■ **Your task**:
As you look over the data below, please find each line where the word "ConditionSet" appears, then copy it.

■ **Working data**:
+++++

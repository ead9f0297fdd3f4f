use std::borrow::Cow;

use serde::{Deserialize, Serialize};
use tracing::debug;

use crate::{
    adapters::MetadataAdapter,
    augment::{AugmentReport, augment_with_report},
    codec,
    condition::ConditionSet,
    config::FilterConfig,
    error::Error,
    field::FieldResolver,
    mapping::MappingType,
    query::QueryBuilder,
};

/// Host-owned reminder definition, reduced to what filtering reads.
#[derive(Debug, Clone, PartialEq, Eq, Serialize, Deserialize)]
pub struct Schedule {
    pub id: i64,
    pub title: String,
    pub mapping: MappingType,
    pub is_active: bool,
    /// Persisted condition list, see [`crate::codec`].
    pub filter_data: Option<String>,
}

impl Schedule {
    pub fn new(id: i64, title: impl Into<String>, mapping: MappingType) -> Self {
        Self {
            id,
            title: title.into(),
            mapping,
            is_active: true,
            filter_data: None,
        }
    }

    pub fn with_conditions(self, conditions: &ConditionSet) -> Result<Self, Error> {
        let mut consumed_self = self;
        consumed_self.filter_data = codec::encode_optional(conditions)?;
        Ok(consumed_self)
    }

    /// Decoded condition list. Missing or corrupt data yields an empty set.
    pub fn conditions(&self) -> ConditionSet {
        self.filter_data
            .as_deref()
            .map(codec::decode)
            .unwrap_or_default()
    }
}

/// One dispatch run. Owns the field cache shared by every schedule the run
/// processes; schedules are prepared one at a time.
pub struct Dispatcher<'a> {
    resolver: FieldResolver<'a>,
    config: Cow<'a, FilterConfig>,
}

impl<'a> Dispatcher<'a> {
    /// Typed parameters are switched on when `metadata` requires them.
    pub fn new(metadata: &'a dyn MetadataAdapter, config: &'a FilterConfig) -> Self {
        let config = if metadata.requires_typed_params() && !config.typed_params {
            Cow::Owned(FilterConfig {
                typed_params: true,
                ..config.clone()
            })
        } else {
            Cow::Borrowed(config)
        };
        Self {
            resolver: FieldResolver::new(metadata),
            config,
        }
    }

    pub fn config(&self) -> &FilterConfig {
        &self.config
    }

    /// Narrows `base` by the schedule's conditions.
    pub async fn prepare<Q: QueryBuilder>(&mut self, schedule: &Schedule, base: Q) -> Q {
        self.prepare_with_report(schedule, base).await.0
    }

    pub async fn prepare_with_report<Q: QueryBuilder>(
        &mut self,
        schedule: &Schedule,
        base: Q,
    ) -> (Q, AugmentReport) {
        let conditions = schedule.conditions();
        if conditions.is_empty() {
            return (base, AugmentReport::default());
        }

        let (query, report) = augment_with_report(
            &mut self.resolver,
            &self.config,
            base,
            &conditions,
            schedule.mapping,
        )
        .await;

        debug!(
            schedule_id = schedule.id,
            mapping = %schedule.mapping,
            joins = report.joins.len(),
            predicates = report.predicates,
            skipped = report.skipped.len(),
            "applied custom field conditions"
        );
        (query, report)
    }

    pub fn cached_fields(&self) -> usize {
        self.resolver.cached_len()
    }
}
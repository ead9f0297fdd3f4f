#[cfg(feature = "postgres")]
pub mod postgres;

#[cfg(feature = "sqlite")]
pub mod sqlite;

pub mod memory;

use async_trait::async_trait;

use crate::{
    condition::FieldId,
    error::Error,
    field::{FieldRecord, FieldSummary},
    mapping::MappingType,
    schedule::Schedule,
};

/// -----------------------------
/// Adapter contract
/// -----------------------------

/// Host custom-field metadata.
#[async_trait]
pub trait MetadataAdapter: Send + Sync {
    /// `Ok(None)` when the field does not exist.
    async fn get_field(&self, field_id: FieldId) -> Result<Option<FieldRecord>, Error>;

    /// Active fields whose group extends `extends`, in no particular order.
    async fn get_fields_for_entity(&self, extends: &str) -> Result<Vec<FieldSummary>, Error>;

    async fn get_group_title(&self, group_id: i64) -> Result<Option<String>, Error>;

    /// True when the store's driver sends every parameter with its declared
    /// type, so a text parameter cannot be compared against a numeric or
    /// date column. Dispatchers over such a store always bind typed.
    fn requires_typed_params(&self) -> bool {
        false
    }
}

/// Host schedule storage. Only the persisted condition column is ever
/// written.
#[async_trait]
pub trait ScheduleStore: Send + Sync {
    /// Active schedules, optionally restricted to one mapping type, ordered
    /// by id.
    async fn active_schedules(
        &self,
        mapping: Option<MappingType>,
    ) -> Result<Vec<Schedule>, Error>;

    /// Every schedule with stored condition data, active or not, ordered
    /// by id. Rows with an unsupported mapping type are skipped.
    async fn schedules_with_filter_data(&self) -> Result<Vec<Schedule>, Error>;

    async fn fetch_schedule(&self, schedule_id: i64) -> Result<Option<Schedule>, Error>;

    /// Fails with [`Error::NotFound`] when the schedule does not exist.
    async fn save_filter_data(
        &self,
        schedule_id: i64,
        filter_data: Option<String>,
    ) -> Result<(), Error>;
}

pub trait Adapter: MetadataAdapter + ScheduleStore + Send + Sync + 'static {
    fn as_metadata(&self) -> &dyn MetadataAdapter;
}

impl<T> Adapter for T
where
    T: MetadataAdapter + ScheduleStore + Send + Sync + 'static,
{
    fn as_metadata(&self) -> &dyn MetadataAdapter {
        self
    }
}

+++++

■ **Exercise response**:
    condition::ConditionSet,
    pub fn with_conditions(self, conditions: &ConditionSet) -> Result<Self, Error> {
    pub fn conditions(&self) -> ConditionSet {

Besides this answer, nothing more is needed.